SQL Persistence will run on Oracle XE. However, it is strongly recommended to use commercial versions for production systems. It is also recommended to ensure that Oracle support agreements are in place.
Supported database versions
SQL persistence supports Oracle 11g Release 2 and above.
Usage
Oracle.ManagedDataAccess NuGet package is required, and the persister can be configured as follows:
var connection = "Data Source=localhost;User Id=username;Password=pass;Enlist=false;";
var persistence = endpointConfiguration.UsePersistence<SqlPersistence>();
var subscriptions = persistence.SubscriptionSettings();
subscriptions.CacheFor(TimeSpan.FromMinutes(1));
persistence.SqlDialect<SqlDialect.Oracle>();
persistence.ConnectionBuilder(
connectionBuilder: () =>
{
return new OracleConnection(connection);
});
The ODP.NET managed driver requires the Enlist=false or Enlist=dynamic setting in the Oracle connection string to allow the persister to enlist in a Distributed Transaction at the correct moment.
Unicode support
SQL persistence itself supports Unicode characters, however data may become corrupted during saving if the database settings are incorrect. If Unicode support is required, follow the guidelines for each database engine. In particular set the correct character set and collation for databases storing persistence data.
Refer to the dedicated Oracle documentation for details.
Schema support
The notion of schemas is slightly different from that in other databases, notably SQL Server and PostgreSQL. By default, when no schema is specified, SQL persistence uses the logged-in user's context when referring to database objects. When a schema is specified, that schema is used instead of the logged-in user's context when referring to database tables.
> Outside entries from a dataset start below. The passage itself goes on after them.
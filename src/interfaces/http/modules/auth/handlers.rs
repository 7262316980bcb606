//! Authentication API handlers

use std::sync::Arc;

use axum::{extract::State, http::StatusCode, Extension, Json};
use chrono::Utc;
use uuid::Uuid;

use super::dto::{ChangePasswordRequest, LoginRequest, LoginResponse, UserInfo};
use crate::domain::RepositoryProvider;
use crate::infrastructure::crypto::jwt::{create_token, JwtConfig};
use crate::infrastructure::crypto::password::{hash_password, verify_password};
use crate::interfaces::http::common::{domain_error, ApiResponse, ValidatedJson};
use crate::interfaces::http::middleware::AuthenticatedUser;

/// Auth handler state
#[derive(Clone)]
pub struct AuthHandlerState {
    pub repos: Arc<dyn RepositoryProvider>,
    pub jwt_config: JwtConfig,
}

#[utoipa::path(
    post,
    path = "/api/v1/auth/login",
    tag = "Authentication",
    request_body = LoginRequest,
    responses(
        (status = 200, description = "Successful login", body = ApiResponse<LoginResponse>),
        (status = 401, description = "Invalid credentials or inactive account")
    )
)]
pub async fn login(
    State(state): State<AuthHandlerState>,
    ValidatedJson(request): ValidatedJson<LoginRequest>,
) -> Result<Json<ApiResponse<LoginResponse>>, (StatusCode, Json<ApiResponse<LoginResponse>>)> {
    let user = state
        .repos
        .users()
        .find_by_username(&request.username)
        .await
        .map_err(domain_error)?;

    let Some(mut user) = user else {
        return Err((
            StatusCode::UNAUTHORIZED,
            Json(ApiResponse::error("Invalid credentials")),
        ));
    };

    let password_valid = verify_password(&request.password, &user.password_hash).unwrap_or(false);
    if !password_valid {
        return Err((
            StatusCode::UNAUTHORIZED,
            Json(ApiResponse::error("Invalid credentials")),
        ));
    }

    if !user.is_active() {
        return Err((
            StatusCode::UNAUTHORIZED,
            Json(ApiResponse::error(format!(
                "Account is '{}', contact an administrator",
                user.status
            ))),
        ));
    }

    user.last_login_at = Some(Utc::now());
    // best effort, a failed timestamp update must not block the login
    let _ = state.repos.users().update(user.clone()).await;

    let token = create_token(&user, &state.jwt_config).map_err(|e| {
        (
            StatusCode::INTERNAL_SERVER_ERROR,
            Json(ApiResponse::error(e.to_string())),
        )
    })?;

    let response = LoginResponse {
        token,
        token_type: "Bearer".to_string(),
        expires_in: state.jwt_config.expiration_hours * 3600,
        user: UserInfo::from(user),
    };

    Ok(Json(ApiResponse::success(response)))
}

#[utoipa::path(
    get,
    path = "/api/v1/auth/me",
    tag = "Authentication",
    security(("bearer_auth" = [])),
    responses(
        (status = 200, description = "Current user", body = ApiResponse<UserInfo>),
        (status = 404, description = "User no longer exists")
    )
)]
pub async fn get_current_user(
    State(state): State<AuthHandlerState>,
    Extension(auth): Extension<AuthenticatedUser>,
) -> Result<Json<ApiResponse<UserInfo>>, (StatusCode, Json<ApiResponse<UserInfo>>)> {
    let user_id = Uuid::parse_str(&auth.user_id).map_err(|_| {
        (
            StatusCode::UNAUTHORIZED,
            Json(ApiResponse::error("Invalid token subject")),
        )
    })?;

    let user = state
        .repos
        .users()
        .find_by_id(user_id)
        .await
        .map_err(domain_error)?;

    match user {
        Some(user) => Ok(Json(ApiResponse::success(UserInfo::from(user)))),
        None => Err((
            StatusCode::NOT_FOUND,
            Json(ApiResponse::error("User not found")),
        )),
    }
}

#[utoipa::path(
    put,
    path = "/api/v1/auth/change-password",
    tag = "Authentication",
    security(("bearer_auth" = [])),
    request_body = ChangePasswordRequest,
    responses(
        (status = 200, description = "Password changed"),
        (status = 401, description = "Current password incorrect")
    )
)]
pub async fn change_password(
    State(state): State<AuthHandlerState>,
    Extension(auth): Extension<AuthenticatedUser>,
    ValidatedJson(request): ValidatedJson<ChangePasswordRequest>,
) -> Result<Json<ApiResponse<()>>, (StatusCode, Json<ApiResponse<()>>)> {
    let user_id = Uuid::parse_str(&auth.user_id).map_err(|_| {
        (
            StatusCode::UNAUTHORIZED,
            Json(ApiResponse::error("Invalid token subject")),
        )
    })?;

    let user = state
        .repos
        .users()
        .find_by_id(user_id)
        .await
        .map_err(domain_error)?;

    let Some(mut user) = user else {
        return Err((
            StatusCode::NOT_FOUND,
            Json(ApiResponse::error("User not found")),
        ));
    };

    let current_valid =
        verify_password(&request.current_password, &user.password_hash).unwrap_or(false);
    if !current_valid {
        return Err((
            StatusCode::UNAUTHORIZED,
            Json(ApiResponse::error("Current password is incorrect")),
        ));
    }

    user.password_hash = hash_password(&request.new_password).map_err(|e| {
        (
            StatusCode::INTERNAL_SERVER_ERROR,
            Json(ApiResponse::error(e.to_string())),
        )
    })?;

    state
        .repos
        .users()
        .update(user)
        .await
        .map_err(domain_error)?;

    Ok(Json(ApiResponse::success(())))
}
//! Warehouse endpoints: CRUD, stats, truck registration

pub mod dto;
pub mod handlers;

pub use dto::{CreateWarehouseRequest, UpdateWarehouseRequest, WarehouseDto, WarehouseStatsDto};
pub use handlers::WarehouseHandlerState;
var persistence = endpointConfiguration.UsePersistence<SqlPersistence>();
var dialect = persistence.SqlDialect<SqlDialect.Oracle>();
dialect.Schema("MySchema");
Supported name lengths
SQL persistence automatically generates names of database objects such as tables, indexes and procedures used internally. Every database engine has its own rules and limitations regarding maximum allowed name length.
SQL Persistence provides autonomy across endpoints by using separate tables for each endpoint, based on the endpoint name. However, due to Oracle's 30-character limit on table names and index names in Oracle 12.1 and below, the SQL Persistence must make some compromises.
The SQL persistence will throw an exception in case the name length is too long.
Table Names
For a complete example of the schema created by the SQL Persistence for Oracle, see Oracle Scripts.
For storing subscriptions, timeouts, and outbox data, SQL Persistence will reserve 24 characters for the endpoint name, 3 for the persistence type, and an additional 3 for an index type. Names are then constructed as {EndpointName}{PersistenceTypeSuffix}{KeyType}.
The following table shows table names created for an endpoint named My.:
| Persistence type | Suffix | Table Name | Indexes |
|---|---|---|---|
| Subscriptions | _SS | MY_ENDPOINT_SS | MY_ENDPOINT_SS_PK |
| Timeouts | _TO | MY_ENDPOINT_TO | MY_ENDPOINT_TO_PKMY_ENDPOINT_TKMY_ENDPOINT_SK |
| Outbox | _OD | MY_ENDPOINT_OD | MY_ENDPOINT_OD_PKMY_ENDPOINT_IX |
If an endpoint name is longer than 24 characters, an exception will be thrown, and a substitute table prefix must be specified in the endpoint configuration:
var persistence = endpointConfiguration.UsePersistence<SqlPersistence>();
persistence.TablePrefix("ThePrefix");
Sagas
Tables generated for sagas reserve 27 characters for the saga name, leaving 3 characters for the _PK suffix for the table's primary key.
To accommodate as many characters as possible in the saga name, the table prefix is omitted from the saga table name.
| Saga Class Name | Table Name | Primary Key |
|---|---|---|
| OrderPolicy | ORDERPOLICY | ORDERPOLICY_PK |
A 3-character suffix is not sufficient to uniquely identify multiple correlation properties deterministically, so saga index names cannot be based on the owner table, as they are for other persistence types.
Index names for correlation properties are constructed using the prefix SAGAIDX_ followed by a deterministic hash of the saga name and the correlation property name. The owning table for a particular index can be discovered by querying the database:
select TABLE_NAME
from ALL_INDEXES
where INDEX_NAME = 'SAGAIDX_525D1D4DC0C3DCD96947E1';
If either the saga name or the correlation property name changes, the index name will also change.
If a saga name exceeds 27 characters, an exception will be thrown, and a substitute table name must be specified.
Custom Finders
Because Oracle 11g does not support JSON queries, custom saga finders that locate saga data by querying the saga's JSON payload are not supported by SQL Persistence when using Oracle.